━━ Material for this exercise ━━

impl UserService {
    /// Create a new user service with the given repositories
    pub fn new(
        user_repo: Arc<dyn UserRepository>,
        session_repo: Arc<dyn SessionRepository>,
        follow_repo: Arc<dyn FollowRepository>,
        notifications: Arc<NotificationService>,
    ) -> Self {
        Self {
            user_repo,
            session_repo,
            follow_repo,
            notifications,
        }
    }

    /// Register a new user.
    ///
    /// Creates the user and its role-matching profile in one transaction.
    /// Therapists must supply a license number up front so an unlicensed
    /// account can never reach the verification queue.
    ///
    /// # Errors
    ///
    /// - `ValidationError` for blank fields, password mismatch, or a
    ///   therapist registration without a license number
    /// - `UserExists` if username or email is already taken
    pub async fn register(&self, input: RegisterInput) -> Result<User, UserServiceError> {
        self.validate_register_input(&input)?;

        if self
            .user_repo
            .get_by_username(&input.username)
            .await
            .context("Failed to check username")?
            .is_some()
        {
            return Err(UserServiceError::UserExists(format!(
                "Username '{}' is already taken",
                input.username
            )));
        }

        if self
            .user_repo
            .get_by_email(&input.email)
            .await
            .context("Failed to check email")?
            .is_some()
        {
            return Err(UserServiceError::UserExists(format!(
                "Email '{}' is already registered",
                input.email
            )));
        }

        let password_hash = hash_password(&input.password).context("Failed to hash password")?;

        let mut user = User::new(input.username, input.email, password_hash, input.role);
        user.bio = input.bio;
        user.profile_picture = input.profile_picture;

        let created = self
            .user_repo
            .create(
                &user,
                input.parent_profile.as_ref(),
                input.therapist_profile.as_ref(),
            )
            .await
            .context("Failed to create user")?;

        Ok(created)
    }

    fn validate_register_input(&self, input: &RegisterInput) -> Result<(), UserServiceError> {
        if input.username.trim().is_empty() {
            return Err(UserServiceError::ValidationError(
                "username: must not be empty".to_string(),
            ));
        }
        if input.email.trim().is_empty() || !input.email.contains('@') {
            return Err(UserServiceError::ValidationError(
                "email: must be a valid email address".to_string(),
            ));
        }
        if input.password.is_empty() {
            return Err(UserServiceError::ValidationError(
                "password: must not be empty".to_string(),
            ));
        }
        if input.password != input.password2 {
            return Err(UserServiceError::ValidationError(
                "password: passwords do not match".to_string(),
            ));
        }
        if input.role == UserRole::Therapist {
            let has_license = input
                .therapist_profile
                .as_ref()
                .and_then(|p| p.license_number.as_deref())
                .map(|l| !l.trim().is_empty())
                .unwrap_or(false);
            if !has_license {
                return Err(UserServiceError::ValidationError(
                    "license_number: therapists must provide a license number".to_string(),
                ));
            }
        }
        Ok(())
    }

    /// Login with credentials and issue a fresh token pair
    ///
    /// # Errors
    ///
    /// - `AuthenticationError` if the credentials are invalid
    pub async fn login(&self, input: LoginInput) -> Result<Session, UserServiceError> {
        let user = self
            .find_user_by_username_or_email(&input.username_or_email)
            .await?
            .ok_or_else(|| {
                UserServiceError::AuthenticationError("Invalid username or password".to_string())
            })?;

        let password_valid = verify_password(&input.password, &user.password_hash)
            .context("Failed to verify password")?;

        if !password_valid {
            return Err(UserServiceError::AuthenticationError(
                "Invalid username or password".to_string(),
            ));
        }

        self.create_session(user.id).await
    }

    /// Issue a session pair for a user without re-checking credentials.
    ///
    /// Used by registration, which logs the new user in immediately.
    pub async fn create_session(&self, user_id: i64) -> Result<Session, UserServiceError> {
        let now = Utc::now();
        let session = Session {
            id: Uuid::new_v4().to_string(),
            user_id,
            refresh_token: Uuid::new_v4().to_string(),
            expires_at: now + Duration::minutes(ACCESS_TOKEN_TTL_MINUTES),
            refresh_expires_at: now + Duration::days(REFRESH_TOKEN_TTL_DAYS),
            created_at: now,
        };

        let created = self
            .session_repo
            .create(&session)
            .await
            .context("Failed to create session")?;

        Ok(created)
    }

    /// Swap a refresh token for a new access/refresh pair.
    ///
    /// The old pair is invalidated; a stolen refresh token stops working
    /// the moment its owner rotates.
    pub async fn refresh(&self, refresh_token: &str) -> Result<Session, UserServiceError> {
        let session = self
            .session_repo
            .get_by_refresh_token(refresh_token)
            .await
            .context("Failed to look up refresh token")?
            .ok_or_else(|| {
                UserServiceError::AuthenticationError("Invalid refresh token".to_string())
            })?;

        if session.is_refresh_expired() {
            self.session_repo
                .delete(&session.id)
                .await
                .context("Failed to delete expired session")?;
            return Err(UserServiceError::AuthenticationError(
                "Refresh token expired".to_string(),
            ));
        }

        self.session_repo
            .delete(&session.id)
            .await
            .context("Failed to rotate session")?;

        self.create_session(session.user_id).await
    }

    /// Logout (invalidate the session)
    pub async fn logout(&self, session_id: &str) -> Result<(), UserServiceError> {
        self.session_repo
            .delete(session_id)
            .await
            .context("Failed to delete session")?;
        Ok(())
    }

    /// Validate an access token and return the associated user.
    ///
    /// Expired sessions are deleted on sight and validate to `None`.
    pub async fn validate_session(&self, token: &str) -> Result<Option<User>, UserServiceError> {
        let session = self
            .session_repo
            .get_by_id(token)
            .await
            .context("Failed to get session")?;

        let session = match session {
            Some(s) => s,
            None => return Ok(None),
        };

        if session.is_expired() {
            self.session_repo
                .delete(&session.id)
                .await
                .context("Failed to delete expired session")?;
            return Ok(None);
        }

        let user = self
            .user_repo
            .get_by_id(session.user_id)
            .await
            .context("Failed to get session user")?;

        Ok(user)
    }

    /// Get a user by username
    pub async fn get_by_username(&self, username: &str) -> Result<User, UserServiceError> {
        self.user_repo
            .get_by_username(username)
            .await
            .context("Failed to get user")?
            .ok_or_else(|| UserServiceError::NotFound(format!("User '{}' not found", username)))
    }

    /// Full profile view for a username: user, role profile, live counts
    pub async fn profile(&self, username: &str) -> Result<UserProfile, UserServiceError> {
        let user = self.get_by_username(username).await?;
        self.profile_for(user).await
    }

    /// Build the profile view for an already-loaded user
    pub async fn profile_for(&self, user: User) -> Result<UserProfile, UserServiceError> {
        let parent_profile = self
            .user_repo
            .get_parent_profile(user.id)
            .await
            .context("Failed to get parent profile")?;
        let therapist_profile = self
            .user_repo
            .get_therapist_profile(user.id)
            .await
            .context("Failed to get therapist profile")?;
        let (followers_count, following_count) = self
            .follow_repo
            .counts(user.id)
            .await
            .context("Failed to count follow edges")?;

        Ok(UserProfile {
            user,
            parent_profile,
            therapist_profile,
            followers_count,
            following_count,
        })
    }

    /// Update a user's own profile.
    ///
    /// Only the target user may edit; the role never changes; nested
    /// profile fields are applied only when they match the user's role.
    ///
    /// # Errors
    ///
    /// - `PermissionError` when the actor is not the target
    /// - `NotFound` when the target does not exist
    pub async fn update_profile(
        &self,
        actor: &User,
        username: &str,
        input: UpdateProfileInput,
    ) -> Result<UserProfile, UserServiceError> {
        let mut target = self.get_by_username(username).await?;

        if actor.id != target.id {
            return Err(UserServiceError::PermissionError(
                "You can only edit your own profile".to_string(),
            ));
        }

        if let Some(bio) = input.bio {
            target.bio = Some(bio);
        }
        if let Some(picture) = input.profile_picture {
            target.profile_picture = Some(picture);
        }

        let updated = self
            .user_repo
            .update(&target)
            .await
            .context("Failed to update user")?;

        // Cross-role payloads are ignored: a parent's request cannot touch
        // therapist fields and vice versa.
        match updated.role {
            UserRole::Parent => {
                if let Some(profile_input) = input.parent_profile.as_ref() {
                    self.user_repo
                        .update_parent_profile(updated.id, profile_input)
                        .await
                        .context("Failed to update parent profile")?;
                }
            }
            UserRole::Therapist => {
                if let Some(profile_input) = input.therapist_profile.as_ref() {
                    self.user_repo
                        .update_therapist_profile(updated.id, profile_input)
                        .await
                        .context("Failed to update therapist profile")?;
                }
            }
        }

        self.profile_for(updated).await
    }

    /// Toggle whether the actor follows the target user.
    ///
    /// On a new edge the target is notified; removing an edge notifies
    /// nobody. Returns the resulting state and the target user.
    ///
    /// # Errors
    ///
    /// - `ValidationError` on self-follow, regardless of prior state
    /// - `NotFound` when the target does not exist
    pub async fn toggle_follow(
        &self,
        actor: &User,
        username: &str,
    ) -> Result<(FollowToggle, User), UserServiceError> {
        let target = self.get_by_username(username).await?;

        if target.id == actor.id {
            return Err(UserServiceError::ValidationError(
                "You can't follow yourself".to_string(),
            ));
        }

        let toggle = self
            .follow_repo
            .toggle(actor.id, target.id)
            .await
            .context("Failed to toggle follow edge")?;

        if toggle == FollowToggle::Followed {
            // Self-follow was rejected above, so sender != recipient holds.
            // Delivery is best-effort; a failed insert must not undo the
            // follow.
            if let Err(e) = self
                .notifications
                .notify(target.id, actor.id, NotificationKind::Follow, None)
                .await
            {
                tracing::warn!("Failed to record follow notification: {:#}", e);
            }
        }

        Ok((toggle, target))
    }

    /// Profiles of everyone following the given user
    pub async fn followers(&self, username: &str) -> Result<Vec<UserProfile>, UserServiceError> {
        let user = self.get_by_username(username).await?;
        let users = self
            .follow_repo
            .followers_of(user.id)
            .await
            .context("Failed to list followers")?;
        self.profiles_for(users).await
    }

    /// Profiles of everyone the given user follows
    pub async fn following(&self, username: &str) -> Result<Vec<UserProfile>, UserServiceError> {
        let user = self.get_by_username(username).await?;
        let users = self
            .follow_repo
            .following_of(user.id)
            .await
            .context("Failed to list following")?;
        self.profiles_for(users).await
    }

    /// Therapists whose profile has been verified.
    ///
    /// Unverified therapists never appear in discovery.
    pub async fn verified_therapists(&self) -> Result<Vec<UserProfile>, UserServiceError> {
        let users = self
            .user_repo
            .list_verified_therapists()
            .await
            .context("Failed to list therapists")?;
        self.profiles_for(users).await
    }

    /// Privileged switch for therapist verification.
    ///
    /// Not exposed over HTTP; reached from operator tooling only. The
    /// owning user can never flip this through profile updates.
    pub async fn set_therapist_verified(
        &self,
        username: &str,
        verified: bool,
    ) -> Result<(), UserServiceError> {
        let user = self.get_by_username(username).await?;

        let updated = self
            .user_repo
            .set_therapist_verified(user.id, verified)
            .await
            .context("Failed to set therapist verification")?;

        if !updated {
            return Err(UserServiceError::NotFound(format!(
                "User '{}' has no therapist profile",
                username
            )));
        }
        Ok(())
    }

    async fn profiles_for(&self, users: Vec<User>) -> Result<Vec<UserProfile>, UserServiceError> {
        let mut profiles = Vec::with_capacity(users.len());
        for user in users {
            profiles.push(self.profile_for(user).await?);
        }
        Ok(profiles)
    }

    async fn find_user_by_username_or_email(
        &self,
        username_or_email: &str,
    ) -> Result<Option<User>, UserServiceError> {
        let by_username = self
            .user_repo
            .get_by_username(username_or_email)
            .await
            .context("Failed to look up username")?;
        if by_username.is_some() {
            return Ok(by_username);
        }

        let by_email = self
            .user_repo
            .get_by_email(username_or_email)
            .await
            .context("Failed to look up email")?;
        Ok(by_email)
    }
}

━━━

Problem to solve
The lines to return are those in the records above that hold the word "already".

Task result
    /// - `UserExists` if username or email is already taken
                "Username '{}' is already taken",
                "Email '{}' is already registered",
    /// Build the profile view for an already-loaded user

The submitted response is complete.